Le trésor de l’abbé Faria

Quelques jours avant l’évasion, Edmond se réveille en sursaut*, croyant s’être entendu appeler. Il ouvre les yeux. Son nom, ou plutôt une voix plaintive qui essaye d’articuler son nom, arrive jusqu’à lui. « Grand Dieu ! murmure Dantès ; serait-ce … ? » Il déplace son lit, s’élance dans le corridor qui le relie à la cellule de l’abbé. Edmond découvre alors le vieillard à terre, le visage extrêmement pâle.
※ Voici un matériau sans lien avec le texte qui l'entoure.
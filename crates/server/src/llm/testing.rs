//! Scripted chat-completion backend for unit tests.

use std::collections::VecDeque;
use std::sync::Mutex;

use secrecy::{ExposeSecret, SecretString};
use serde_json::Map;

use leafspring_crm_core::MessageRole;

use super::client::ChatCompletion;
use super::error::AiError;
use super::types::{
    ChatCompletionResponse, Choice, FinishReason, FunctionCall, Message, ToolCall, ToolDeclaration,
};

/// One recorded `complete` call.
#[derive(Debug, Clone)]
pub struct RecordedCall {
    pub messages: Vec<Message>,
    pub tools: Option<Vec<ToolDeclaration>>,
    pub credential: String,
}

/// Replays queued results in order and records every call.
///
/// Running out of results is reported as an upstream error so a test that
/// makes an unexpected call fails loudly.
#[derive(Default)]
pub struct ScriptedClient {
    results: Mutex<VecDeque<Result<ChatCompletionResponse, AiError>>>,
    calls: Mutex<Vec<RecordedCall>>,
}

impl ScriptedClient {
    pub fn new(results: Vec<Result<ChatCompletionResponse, AiError>>) -> Self {
        Self {
            results: Mutex::new(results.into()),
            calls: Mutex::new(Vec::new()),
        }
    }

    pub fn calls(&self) -> Vec<RecordedCall> {
        self.calls.lock().expect("calls lock").clone()
    }
}

impl ChatCompletion for ScriptedClient {
    async fn complete(
        &self,
        messages: &[Message],
        credential: &SecretString,
        tools: Option<&[ToolDeclaration]>,
    ) -> Result<ChatCompletionResponse, AiError> {
        self.calls.lock().expect("calls lock").push(RecordedCall {
            messages: messages.to_vec(),
            tools: tools.map(<[_]>::to_vec),
            credential: credential.expose_secret().to_string(),
        });

        self.results
            .lock()
            .expect("results lock")
            .pop_front()
            .unwrap_or_else(|| {
                Err(AiError::Upstream {
                    status: None,
                    message: "unexpected call".to_string(),
                })
            })
    }
}

fn response(message: Message, finish_reason: FinishReason) -> ChatCompletionResponse {
    ChatCompletionResponse {
        choices: vec![Choice {
            message,
            finish_reason: Some(finish_reason),
        }],
        error: None,
    }
}

/// A final answer.
pub fn stop(content: &str) -> ChatCompletionResponse {
    response(Message::assistant(content), FinishReason::Stop)
}

/// A tool request carrying `calls`.
pub fn tool_calls(calls: Vec<ToolCall>) -> ChatCompletionResponse {
    let mut extra = Map::new();
    extra.insert("partial".to_string(), serde_json::Value::Bool(false));
    let message = Message {
        role: MessageRole::Assistant,
        content: Some(String::new()),
        tool_call_id: None,
        name: None,
        tool_calls: Some(calls),
        extra,
    };
    response(message, FinishReason::ToolCalls)
}

/// One tool call.
pub fn tool_call(id: &str, name: &str, arguments: &str) -> ToolCall {
    ToolCall {
        id: id.to_string(),
        call_type: "builtin_function".to_string(),
        function: FunctionCall {
            name: name.to_string(),
            arguments: arguments.to_string(),
        },
        extra: Map::new(),
    }
}
//! LLM chat-completion integration.
//!
//! - [`client`]: one request/response exchange with the upstream
//! - [`orchestrator`]: the two-phase tool-use protocol
//! - [`fallback`]: web search with a plain-completion fallback

pub mod client;
pub mod error;
pub mod fallback;
pub mod orchestrator;
pub mod types;

#[cfg(test)]
pub(crate) mod testing;

pub use client::{ChatClient, ChatCompletion};
pub use error::AiError;
pub use fallback::{WEB_SEARCH_TOOL, answer_with_search};
pub use orchestrator::{ToolStep, advance, complete_with_tool};
pub use types::{ChatCompletionResponse, Message, ToolCall, ToolDeclaration};
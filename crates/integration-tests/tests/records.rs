//! CRUD, statistics and persistence tests against a running server.

use leafspring_crm_integration_tests::TestContext;
use leafspring_crm_server::store::Store;
use reqwest::{Method, StatusCode};
use serde_json::json;

#[tokio::test]
async fn test_records_are_written_to_the_data_file() {
    let ctx = TestContext::start(vec![]).await;
    let token = ctx.admin_token().await;
    let token = Some(token.as_str());

    let (status, body) = ctx
        .request(
            Method::POST,
            "/api/customers",
            token,
            Some(json!({
                "name": "Omar Haddad",
                "company": "Gulf Cargo",
                "country": "UAE",
                "customerType": "fleet",
                "whatsapp": "+971 50 000 0000"
            })),
        )
        .await;
    assert_eq!(status, StatusCode::OK);
    assert_eq!(body["data"]["createdBy"], "Administrator");
    let customer_id = body["data"]["id"].as_str().expect("id").to_string();

    let (status, body) = ctx
        .request(
            Method::POST,
            "/api/orders",
            token,
            Some(json!({ "customerId": customer_id, "productName": "Trailer leaf spring", "quantity": 12 })),
        )
        .await;
    assert_eq!(status, StatusCode::OK);
    let order_id = body["data"]["id"].as_str().expect("id").to_string();

    let (status, _) = ctx
        .request(
            Method::PUT,
            &format!("/api/orders/{order_id}/status"),
            token,
            Some(json!({ "status": "confirmed" })),
        )
        .await;
    assert_eq!(status, StatusCode::OK);

    let store = Store::open(&ctx.data_file).await.expect("reopen data file");
    let (customers, orders) = store.read(|d| (d.customers.clone(), d.orders.clone()));
    assert_eq!(customers.len(), 1);
    assert_eq!(
        customers[0].extra.get("whatsapp"),
        Some(&json!("+971 50 000 0000"))
    );
    assert_eq!(orders.len(), 1);
    assert_eq!(orders[0].status.as_str(), "confirmed");
}

#[tokio::test]
async fn test_stats_reflect_new_records() {
    let ctx = TestContext::start(vec![]).await;
    let token = ctx.admin_token().await;
    let token = Some(token.as_str());

    for (name, country) in [("Ana", "Brazil"), ("Bruno", "Brazil"), ("Omar", "UAE")] {
        let (status, _) = ctx
            .request(
                Method::POST,
                "/api/customers",
                token,
                Some(json!({ "name": name, "country": country })),
            )
            .await;
        assert_eq!(status, StatusCode::OK);
    }
    for product in ["Bus leaf spring", "Heavy truck leaf spring"] {
        ctx.request(
            Method::POST,
            "/api/inquiries",
            token,
            Some(json!({ "product": product })),
        )
        .await;
    }

    let (status, body) = ctx.request(Method::GET, "/api/stats", token, None).await;

    assert_eq!(status, StatusCode::OK);
    let stats = &body["data"];
    assert_eq!(stats["totalCustomers"], 3);
    assert_eq!(stats["totalInquiries"], 2);
    assert_eq!(stats["newInquiries"], 2);
    assert_eq!(stats["pendingOrders"], 0);
    assert_eq!(stats["customerCountries"], json!({ "Brazil": 2, "UAE": 1 }));
    assert_eq!(stats["recentInquiries"][0]["product"], "Heavy truck leaf spring");
}

#[tokio::test]
async fn test_unknown_records_are_not_found() {
    let ctx = TestContext::start(vec![]).await;
    let token = ctx.admin_token().await;

    let (status, body) = ctx
        .request(
            Method::PUT,
            "/api/inquiries/INQ0",
            Some(&token),
            Some(json!({ "status": "closed" })),
        )
        .await;

    assert_eq!(status, StatusCode::NOT_FOUND);
    assert_eq!(body, json!({ "success": false, "message": "Inquiry not found" }));
}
Edmond pousse un cri douloureux, et perdant complètement la tête, il s’élance vers la porte en criant : – Au secours ! au secours ! – Silence ! dit l’abbé, ou vous êtes perdu. Dans un quart d’heure il ne restera plus de moi qu’un cadavre. – Non ! crie Dantès ! Vous ne pouvez pas m’abandonner maintenant, si près du but ! – Taisez-vous malheureux, on va finir par vous entendre. – Laissez-moi appeler, nous nous évaderons plus tard, dans un mois, qu’importe ! Votre flacon ! Où est votre flacon ? – C’est inutile, Edmond, Je sens que je vais mourir, et quoi que vous puissiez faire ne me rendra pas la vie. Aussi, écoutez-moi sans m’interrompre car le temps presse*. En disant ces mots, l’abbé Faria tend à son ami un papier jauni par le temps et tout froissé. – Ce papier, dit Faria, c’est mon trésor. en sursaut brusquement.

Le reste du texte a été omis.